Insgesamt war ein bunter Mix aus zivilen und militärischen Läufern, die in Faßberg an den Start gingen. „Das ist keine Pflichtveranstaltung für unsere Soldaten“, sagt John, der als Hauptmann Projektoffizier des Laufes ist. „Wir schreiben die Veranstaltung weit im Voraus aus, so dass jeder, der will, sich auch die Zeit nehmen kann.“ So hatten auch viele heimische Vereine wie der MTV Müden oder die LG UFO Teilnehmer gemeldet. Der Fliegerhorstlauf ist im übrigen Teil einer Lauf-Serie von verschiedenen Bundeswehr-Stützpunkten.
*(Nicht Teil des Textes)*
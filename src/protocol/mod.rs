//! Live-Data Protocol
//!
//! Message types and the JSON codec used on the monitoring socket.
//!
//! Every frame is an envelope `{type, timestamp, requestId, messageId, payload}`:
//!
//! | Type | Direction |
//! |---|---|
//! | `CONNECTION_HANDSHAKE` | out |
//! | `SUBSCRIPTION_REQUEST` | out |
//! | `SUBSCRIPTION_ACK` | in |
//! | `DATA_UPDATE` | in |
//! | `ALERT` | in |
//! | `DEVICE_STATUS` | in |
//! | `HEARTBEAT` | both |
//! | `ERROR` | in |

mod codec;
mod messages;

pub use codec::{CodecError, MessageCodec};
pub use messages::{
    DataQuality, DataUpdate, DeviceStatus, Envelope, Handshake, Heartbeat, Inbound,
    InboundMessage, MessageMeta, MessageType, MetricReading, Outbound, ServerError,
    SubscriptionAck, SubscriptionRequest,
};
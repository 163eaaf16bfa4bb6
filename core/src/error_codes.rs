//! Stable error codes surfaced alongside human-readable messages.
//!
//! Codes are part of the public contract: front ends key retry/remediation
//! hints off them, so existing codes must never be renumbered.

pub const KEY_MALFORMED: &str = "RTDIFF_KEY_001";

pub const BUILD_KEY_ORDER: &str = "RTDIFF_BUILD_001";

pub const COMPARE_EMPTY_ROUTE: &str = "RTDIFF_CMP_001";
pub const COMPARE_UNDERFLOW: &str = "RTDIFF_CMP_002";
pub const COMPARE_LIMITS: &str = "RTDIFF_CMP_003";
pub const COMPARE_SINK: &str = "RTDIFF_CMP_004";
pub const COMPARE_INTERNAL: &str = "RTDIFF_CMP_005";
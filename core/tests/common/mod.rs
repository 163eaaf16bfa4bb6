#![allow(dead_code)]

use route_diff::{build_route, CompareConfig, DiffEntry, Route, RouteKind, SourceCell, SourceRow};

/// One keyed operation row: comment, key, description.
pub fn op_row(key: &str, desc: &str) -> SourceRow {
    vec![
        SourceCell::empty(),
        SourceCell::text(key),
        SourceCell::text(desc),
    ]
}

/// A continuation row carrying overflow text (blank key cell).
pub fn overflow_row(text: &str) -> SourceRow {
    vec![SourceCell::empty(), SourceCell::empty(), SourceCell::text(text)]
}

pub fn route_from_rows(kind: RouteKind, id: &str, rows: &[SourceRow]) -> Route {
    build_route(id, "P-100", kind, rows, &CompareConfig::default())
        .unwrap()
        .route
}

pub fn route(kind: RouteKind, id: &str, ops: &[(&str, &str)]) -> Route {
    let rows: Vec<SourceRow> = ops.iter().map(|&(k, d)| op_row(k, d)).collect();
    route_from_rows(kind, id, &rows)
}

/// Build a route without the ascending-key check, for shaping inputs that
/// violate the ordering assumption.
pub fn unordered_route(kind: RouteKind, id: &str, ops: &[(&str, &str)]) -> Route {
    let rows: Vec<SourceRow> = ops.iter().map(|&(k, d)| op_row(k, d)).collect();
    let config = CompareConfig::builder()
        .validate_key_order(false)
        .build()
        .unwrap();
    build_route(id, "P-100", kind, &rows, &config).unwrap().route
}

pub fn rte(ops: &[(&str, &str)]) -> Route {
    route(RouteKind::Rte, "RTE-1", ops)
}

pub fn sm(ops: &[(&str, &str)]) -> Route {
    route(RouteKind::Sm, "SM-1", ops)
}

pub fn mm(ops: &[(&str, &str)]) -> Route {
    route(RouteKind::MmBaseline, "MM-1", ops)
}

/// Collapse entries to (classification, canonical key) pairs for ordering
/// assertions.
pub fn classified(entries: &[DiffEntry]) -> Vec<(&'static str, String)> {
    entries
        .iter()
        .map(|entry| {
            let label = match entry {
                DiffEntry::Equal { .. } => "equal",
                DiffEntry::Different { .. } => "different",
                DiffEntry::ExtraLeft { .. } => "extra_left",
                DiffEntry::ExtraRight { .. } => "extra_right",
                DiffEntry::Neutralized { .. } => "neutralized",
                other => panic!("unexpected entry {other:?}"),
            };
            (label, entry.key().to_string())
        })
        .collect()
}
John war mit den gezeigten Leistungen ebenfalls zufrieden. „Das ist hier keine Rekordstrecke“, erklärte er. „Hier geht es ja über verschiedene Beläge, von Asphalt über Wiese bis zum Waldboden. Das ist ja schon fast eine Cross-Strecke, über die wir die Läufer hier schicken.“ Die Siegerehrung fiel üppig wie immer aus. Denn neben den Gesamtsiegern erhielten auch die Altersklassen-Besten ihre Urkunden.

In diesem Rahmen wurde gleich das alljährliche Sportfest am Fliegerhorst durchgeführt. Neben einigen Wettkämpfen konnten dabei auch die Leichtathletik-Stationen für das Sportabzeichen absolviert werden.